RECORDS SHOWN:
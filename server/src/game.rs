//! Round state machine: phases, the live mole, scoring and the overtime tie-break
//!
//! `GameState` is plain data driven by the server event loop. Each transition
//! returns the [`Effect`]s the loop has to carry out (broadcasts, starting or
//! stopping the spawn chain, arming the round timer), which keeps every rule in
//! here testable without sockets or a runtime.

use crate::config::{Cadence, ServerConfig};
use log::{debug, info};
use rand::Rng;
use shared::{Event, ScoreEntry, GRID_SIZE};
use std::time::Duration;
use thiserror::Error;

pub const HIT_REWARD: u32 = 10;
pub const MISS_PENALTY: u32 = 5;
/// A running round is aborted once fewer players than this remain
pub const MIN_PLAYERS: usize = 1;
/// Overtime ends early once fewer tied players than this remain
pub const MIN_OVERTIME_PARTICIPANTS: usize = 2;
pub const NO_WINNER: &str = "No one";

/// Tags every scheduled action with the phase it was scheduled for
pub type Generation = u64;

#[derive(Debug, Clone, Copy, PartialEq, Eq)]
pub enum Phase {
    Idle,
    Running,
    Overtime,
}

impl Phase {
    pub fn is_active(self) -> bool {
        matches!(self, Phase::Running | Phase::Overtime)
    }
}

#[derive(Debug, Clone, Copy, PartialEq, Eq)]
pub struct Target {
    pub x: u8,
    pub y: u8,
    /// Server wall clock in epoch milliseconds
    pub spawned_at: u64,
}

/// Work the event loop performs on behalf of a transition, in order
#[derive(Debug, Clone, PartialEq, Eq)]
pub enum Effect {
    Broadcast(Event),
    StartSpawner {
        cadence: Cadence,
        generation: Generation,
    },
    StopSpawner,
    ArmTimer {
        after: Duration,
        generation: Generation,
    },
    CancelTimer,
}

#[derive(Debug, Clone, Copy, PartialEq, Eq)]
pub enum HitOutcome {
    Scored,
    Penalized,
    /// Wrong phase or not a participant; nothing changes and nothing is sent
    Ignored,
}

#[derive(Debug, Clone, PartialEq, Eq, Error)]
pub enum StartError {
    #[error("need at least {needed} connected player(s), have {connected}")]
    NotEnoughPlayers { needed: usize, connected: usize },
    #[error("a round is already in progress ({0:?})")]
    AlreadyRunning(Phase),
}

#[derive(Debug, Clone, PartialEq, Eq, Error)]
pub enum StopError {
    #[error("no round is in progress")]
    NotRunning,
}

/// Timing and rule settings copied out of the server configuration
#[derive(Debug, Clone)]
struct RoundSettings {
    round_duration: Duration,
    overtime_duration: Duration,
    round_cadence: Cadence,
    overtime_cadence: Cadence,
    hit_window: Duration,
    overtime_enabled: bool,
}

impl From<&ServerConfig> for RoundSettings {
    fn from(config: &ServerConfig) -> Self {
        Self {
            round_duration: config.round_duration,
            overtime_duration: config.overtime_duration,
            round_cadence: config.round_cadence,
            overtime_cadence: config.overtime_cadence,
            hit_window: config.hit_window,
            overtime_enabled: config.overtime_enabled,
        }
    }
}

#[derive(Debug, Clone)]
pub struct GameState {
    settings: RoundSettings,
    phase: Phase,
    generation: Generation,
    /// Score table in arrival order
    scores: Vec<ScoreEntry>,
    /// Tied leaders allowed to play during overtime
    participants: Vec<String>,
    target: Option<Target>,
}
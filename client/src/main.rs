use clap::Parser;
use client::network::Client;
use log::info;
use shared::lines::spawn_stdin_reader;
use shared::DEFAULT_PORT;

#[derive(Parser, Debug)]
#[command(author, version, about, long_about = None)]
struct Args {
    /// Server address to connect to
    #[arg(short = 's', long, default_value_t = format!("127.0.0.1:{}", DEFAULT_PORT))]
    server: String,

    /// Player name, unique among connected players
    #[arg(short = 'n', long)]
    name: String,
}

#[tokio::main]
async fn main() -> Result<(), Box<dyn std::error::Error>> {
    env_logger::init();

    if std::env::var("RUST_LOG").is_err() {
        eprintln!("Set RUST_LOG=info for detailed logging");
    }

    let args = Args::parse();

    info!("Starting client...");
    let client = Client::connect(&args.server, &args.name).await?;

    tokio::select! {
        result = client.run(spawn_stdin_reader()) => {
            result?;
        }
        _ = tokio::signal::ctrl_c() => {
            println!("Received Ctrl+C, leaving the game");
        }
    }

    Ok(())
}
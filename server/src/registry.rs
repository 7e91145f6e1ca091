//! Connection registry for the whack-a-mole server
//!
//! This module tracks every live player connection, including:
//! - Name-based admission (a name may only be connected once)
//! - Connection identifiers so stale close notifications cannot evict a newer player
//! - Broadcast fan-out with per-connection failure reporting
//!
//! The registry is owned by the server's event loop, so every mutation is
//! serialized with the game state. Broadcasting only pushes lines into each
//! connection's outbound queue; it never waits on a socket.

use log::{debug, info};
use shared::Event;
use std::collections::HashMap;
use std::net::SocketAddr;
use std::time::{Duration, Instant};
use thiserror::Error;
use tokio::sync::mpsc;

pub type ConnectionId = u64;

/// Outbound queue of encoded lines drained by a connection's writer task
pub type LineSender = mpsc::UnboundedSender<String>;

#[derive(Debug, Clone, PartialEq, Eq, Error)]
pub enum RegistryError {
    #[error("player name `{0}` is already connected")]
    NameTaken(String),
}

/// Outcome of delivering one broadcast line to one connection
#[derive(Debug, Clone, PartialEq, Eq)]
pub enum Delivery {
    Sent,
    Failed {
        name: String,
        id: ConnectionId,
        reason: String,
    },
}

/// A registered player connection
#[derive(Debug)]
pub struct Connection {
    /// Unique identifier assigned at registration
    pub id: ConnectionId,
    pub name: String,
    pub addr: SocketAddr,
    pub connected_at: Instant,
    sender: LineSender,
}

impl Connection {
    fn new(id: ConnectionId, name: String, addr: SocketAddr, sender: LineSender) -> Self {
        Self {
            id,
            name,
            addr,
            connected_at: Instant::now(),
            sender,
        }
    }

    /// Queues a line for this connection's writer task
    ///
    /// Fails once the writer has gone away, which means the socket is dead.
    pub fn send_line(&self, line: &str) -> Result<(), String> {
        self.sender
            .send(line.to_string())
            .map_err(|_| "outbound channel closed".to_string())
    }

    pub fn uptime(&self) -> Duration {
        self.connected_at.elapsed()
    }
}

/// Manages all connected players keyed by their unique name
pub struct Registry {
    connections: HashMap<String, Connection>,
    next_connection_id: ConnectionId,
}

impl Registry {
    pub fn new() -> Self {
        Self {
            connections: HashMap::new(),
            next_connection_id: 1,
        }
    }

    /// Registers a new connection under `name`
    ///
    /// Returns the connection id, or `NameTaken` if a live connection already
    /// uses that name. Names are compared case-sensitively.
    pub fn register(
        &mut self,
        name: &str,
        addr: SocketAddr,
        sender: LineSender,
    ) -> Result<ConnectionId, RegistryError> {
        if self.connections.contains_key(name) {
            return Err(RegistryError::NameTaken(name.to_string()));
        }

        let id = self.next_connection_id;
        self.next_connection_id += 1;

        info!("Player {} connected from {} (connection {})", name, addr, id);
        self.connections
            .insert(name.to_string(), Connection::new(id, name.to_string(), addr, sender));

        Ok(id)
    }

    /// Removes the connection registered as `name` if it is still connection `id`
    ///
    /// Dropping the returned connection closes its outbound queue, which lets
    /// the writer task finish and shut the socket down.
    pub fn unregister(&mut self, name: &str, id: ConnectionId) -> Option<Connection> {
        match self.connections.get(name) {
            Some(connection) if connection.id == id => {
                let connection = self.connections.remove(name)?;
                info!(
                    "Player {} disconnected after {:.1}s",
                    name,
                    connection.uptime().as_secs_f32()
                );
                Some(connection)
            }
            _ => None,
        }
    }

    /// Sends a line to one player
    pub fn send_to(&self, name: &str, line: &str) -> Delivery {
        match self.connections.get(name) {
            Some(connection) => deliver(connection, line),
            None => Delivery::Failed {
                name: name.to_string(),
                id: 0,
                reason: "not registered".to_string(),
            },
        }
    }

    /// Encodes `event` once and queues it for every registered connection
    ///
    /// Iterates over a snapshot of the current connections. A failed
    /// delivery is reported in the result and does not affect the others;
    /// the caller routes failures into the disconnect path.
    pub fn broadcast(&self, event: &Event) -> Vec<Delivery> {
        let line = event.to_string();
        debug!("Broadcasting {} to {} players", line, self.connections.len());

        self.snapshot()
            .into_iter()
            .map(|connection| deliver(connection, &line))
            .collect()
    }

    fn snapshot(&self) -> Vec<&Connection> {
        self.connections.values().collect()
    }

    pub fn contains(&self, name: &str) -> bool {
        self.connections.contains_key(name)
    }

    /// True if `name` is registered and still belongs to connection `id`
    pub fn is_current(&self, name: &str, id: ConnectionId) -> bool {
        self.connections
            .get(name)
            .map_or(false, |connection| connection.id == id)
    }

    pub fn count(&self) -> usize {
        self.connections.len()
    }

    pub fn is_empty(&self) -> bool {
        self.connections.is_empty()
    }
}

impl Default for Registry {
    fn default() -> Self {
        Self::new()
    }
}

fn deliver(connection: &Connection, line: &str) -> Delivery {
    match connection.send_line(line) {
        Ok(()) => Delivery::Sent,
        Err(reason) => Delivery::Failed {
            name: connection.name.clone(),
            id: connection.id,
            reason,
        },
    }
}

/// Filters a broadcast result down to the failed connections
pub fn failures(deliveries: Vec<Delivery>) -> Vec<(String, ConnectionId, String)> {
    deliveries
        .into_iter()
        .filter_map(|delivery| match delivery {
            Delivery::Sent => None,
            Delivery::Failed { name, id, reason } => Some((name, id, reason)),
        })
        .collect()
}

* * *

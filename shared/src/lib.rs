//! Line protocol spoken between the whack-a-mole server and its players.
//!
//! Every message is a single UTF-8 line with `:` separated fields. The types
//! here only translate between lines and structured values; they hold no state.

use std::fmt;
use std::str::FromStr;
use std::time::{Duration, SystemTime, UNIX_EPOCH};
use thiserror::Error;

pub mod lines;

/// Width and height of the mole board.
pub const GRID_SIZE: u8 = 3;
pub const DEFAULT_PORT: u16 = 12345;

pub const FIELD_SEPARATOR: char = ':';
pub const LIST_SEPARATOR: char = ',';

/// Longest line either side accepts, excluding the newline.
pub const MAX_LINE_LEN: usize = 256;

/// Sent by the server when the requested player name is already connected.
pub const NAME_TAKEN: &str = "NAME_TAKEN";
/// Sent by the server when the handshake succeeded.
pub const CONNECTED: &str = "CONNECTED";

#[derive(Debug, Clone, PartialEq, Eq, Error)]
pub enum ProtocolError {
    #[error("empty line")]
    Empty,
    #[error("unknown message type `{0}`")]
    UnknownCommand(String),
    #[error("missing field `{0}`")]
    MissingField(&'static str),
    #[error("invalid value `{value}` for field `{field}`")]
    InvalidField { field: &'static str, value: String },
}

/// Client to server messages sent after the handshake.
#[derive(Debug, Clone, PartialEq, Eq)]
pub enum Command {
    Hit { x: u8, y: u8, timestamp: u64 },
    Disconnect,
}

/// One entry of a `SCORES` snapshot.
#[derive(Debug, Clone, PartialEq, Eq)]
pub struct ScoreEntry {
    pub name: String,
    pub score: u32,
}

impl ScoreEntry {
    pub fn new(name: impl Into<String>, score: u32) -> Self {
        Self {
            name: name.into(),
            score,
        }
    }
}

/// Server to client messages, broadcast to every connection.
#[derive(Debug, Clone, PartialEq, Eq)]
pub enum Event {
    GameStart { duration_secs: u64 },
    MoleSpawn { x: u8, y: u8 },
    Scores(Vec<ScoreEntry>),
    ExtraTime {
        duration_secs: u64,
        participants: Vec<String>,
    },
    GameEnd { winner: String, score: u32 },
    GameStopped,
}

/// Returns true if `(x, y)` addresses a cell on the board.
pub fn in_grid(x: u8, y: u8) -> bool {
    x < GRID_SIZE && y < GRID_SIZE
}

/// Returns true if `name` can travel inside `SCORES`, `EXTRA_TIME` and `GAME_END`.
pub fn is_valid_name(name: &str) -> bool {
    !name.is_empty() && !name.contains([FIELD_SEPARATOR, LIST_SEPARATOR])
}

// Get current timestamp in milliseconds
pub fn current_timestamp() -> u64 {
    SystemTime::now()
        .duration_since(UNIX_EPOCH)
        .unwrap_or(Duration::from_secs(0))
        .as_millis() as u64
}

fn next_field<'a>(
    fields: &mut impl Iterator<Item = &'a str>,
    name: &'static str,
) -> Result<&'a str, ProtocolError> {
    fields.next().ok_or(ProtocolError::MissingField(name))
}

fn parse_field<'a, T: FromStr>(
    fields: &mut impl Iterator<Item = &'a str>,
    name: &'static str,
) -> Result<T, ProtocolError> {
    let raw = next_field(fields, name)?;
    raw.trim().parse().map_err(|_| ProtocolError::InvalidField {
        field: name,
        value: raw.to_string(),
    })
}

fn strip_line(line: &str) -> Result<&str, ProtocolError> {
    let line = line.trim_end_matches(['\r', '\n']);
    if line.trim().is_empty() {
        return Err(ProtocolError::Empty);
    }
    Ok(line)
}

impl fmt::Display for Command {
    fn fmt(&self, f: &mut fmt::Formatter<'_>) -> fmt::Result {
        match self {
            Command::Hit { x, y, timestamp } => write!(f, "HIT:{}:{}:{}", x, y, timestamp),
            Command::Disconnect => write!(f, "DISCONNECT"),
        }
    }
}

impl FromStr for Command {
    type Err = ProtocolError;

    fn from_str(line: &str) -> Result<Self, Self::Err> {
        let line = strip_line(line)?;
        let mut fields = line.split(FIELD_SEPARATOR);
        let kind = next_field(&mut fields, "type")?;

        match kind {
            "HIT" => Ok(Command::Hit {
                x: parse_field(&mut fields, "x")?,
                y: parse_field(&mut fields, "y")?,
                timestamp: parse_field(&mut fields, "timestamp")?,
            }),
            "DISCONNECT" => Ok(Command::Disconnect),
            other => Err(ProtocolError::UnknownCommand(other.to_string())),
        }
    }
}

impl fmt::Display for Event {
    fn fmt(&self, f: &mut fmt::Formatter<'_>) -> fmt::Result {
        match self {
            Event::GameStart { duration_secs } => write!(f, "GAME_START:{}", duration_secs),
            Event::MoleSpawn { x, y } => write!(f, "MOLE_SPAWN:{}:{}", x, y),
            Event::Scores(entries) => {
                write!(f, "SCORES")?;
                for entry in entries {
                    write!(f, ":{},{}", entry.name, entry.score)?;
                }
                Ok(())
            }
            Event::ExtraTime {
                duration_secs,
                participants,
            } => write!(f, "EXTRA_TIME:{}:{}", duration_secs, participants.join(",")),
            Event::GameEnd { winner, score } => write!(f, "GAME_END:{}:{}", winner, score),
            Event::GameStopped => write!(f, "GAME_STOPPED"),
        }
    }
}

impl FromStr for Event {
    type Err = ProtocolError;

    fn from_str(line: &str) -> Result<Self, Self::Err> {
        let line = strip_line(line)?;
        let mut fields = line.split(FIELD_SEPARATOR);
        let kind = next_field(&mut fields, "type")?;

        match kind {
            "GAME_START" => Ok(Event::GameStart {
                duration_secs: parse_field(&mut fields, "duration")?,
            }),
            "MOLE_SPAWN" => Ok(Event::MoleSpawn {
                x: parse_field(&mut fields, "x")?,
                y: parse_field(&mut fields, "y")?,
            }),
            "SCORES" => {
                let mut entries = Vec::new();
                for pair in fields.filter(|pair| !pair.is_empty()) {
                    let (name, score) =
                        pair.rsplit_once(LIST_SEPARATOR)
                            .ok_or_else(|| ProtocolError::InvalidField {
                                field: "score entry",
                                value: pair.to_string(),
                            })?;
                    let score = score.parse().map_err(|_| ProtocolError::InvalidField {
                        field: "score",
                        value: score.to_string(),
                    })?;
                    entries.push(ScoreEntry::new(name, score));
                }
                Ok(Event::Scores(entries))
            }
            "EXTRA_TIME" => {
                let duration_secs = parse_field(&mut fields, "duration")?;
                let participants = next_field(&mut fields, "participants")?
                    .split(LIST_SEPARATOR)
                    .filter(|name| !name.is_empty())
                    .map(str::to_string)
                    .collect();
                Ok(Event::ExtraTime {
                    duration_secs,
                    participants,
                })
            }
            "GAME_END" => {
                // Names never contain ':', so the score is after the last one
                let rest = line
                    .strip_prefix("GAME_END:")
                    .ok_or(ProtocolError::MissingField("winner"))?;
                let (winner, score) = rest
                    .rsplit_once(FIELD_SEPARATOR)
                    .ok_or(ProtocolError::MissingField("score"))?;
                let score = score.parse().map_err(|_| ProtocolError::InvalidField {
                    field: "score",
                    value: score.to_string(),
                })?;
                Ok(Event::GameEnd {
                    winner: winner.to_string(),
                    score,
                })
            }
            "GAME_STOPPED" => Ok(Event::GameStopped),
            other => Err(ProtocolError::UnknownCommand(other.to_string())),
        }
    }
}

TASK REQUIREMENTS: Copy each line from the data that features the string "loop".

SOLUTION TO THIS TASK:
//! `GameState` is plain data driven by the server event loop. Each transition
//! returns the [`Effect`]s the loop has to carry out (broadcasts, starting or
/// Work the event loop performs on behalf of a transition, in order
//! The registry is owned by the server's event loop, so every mutation is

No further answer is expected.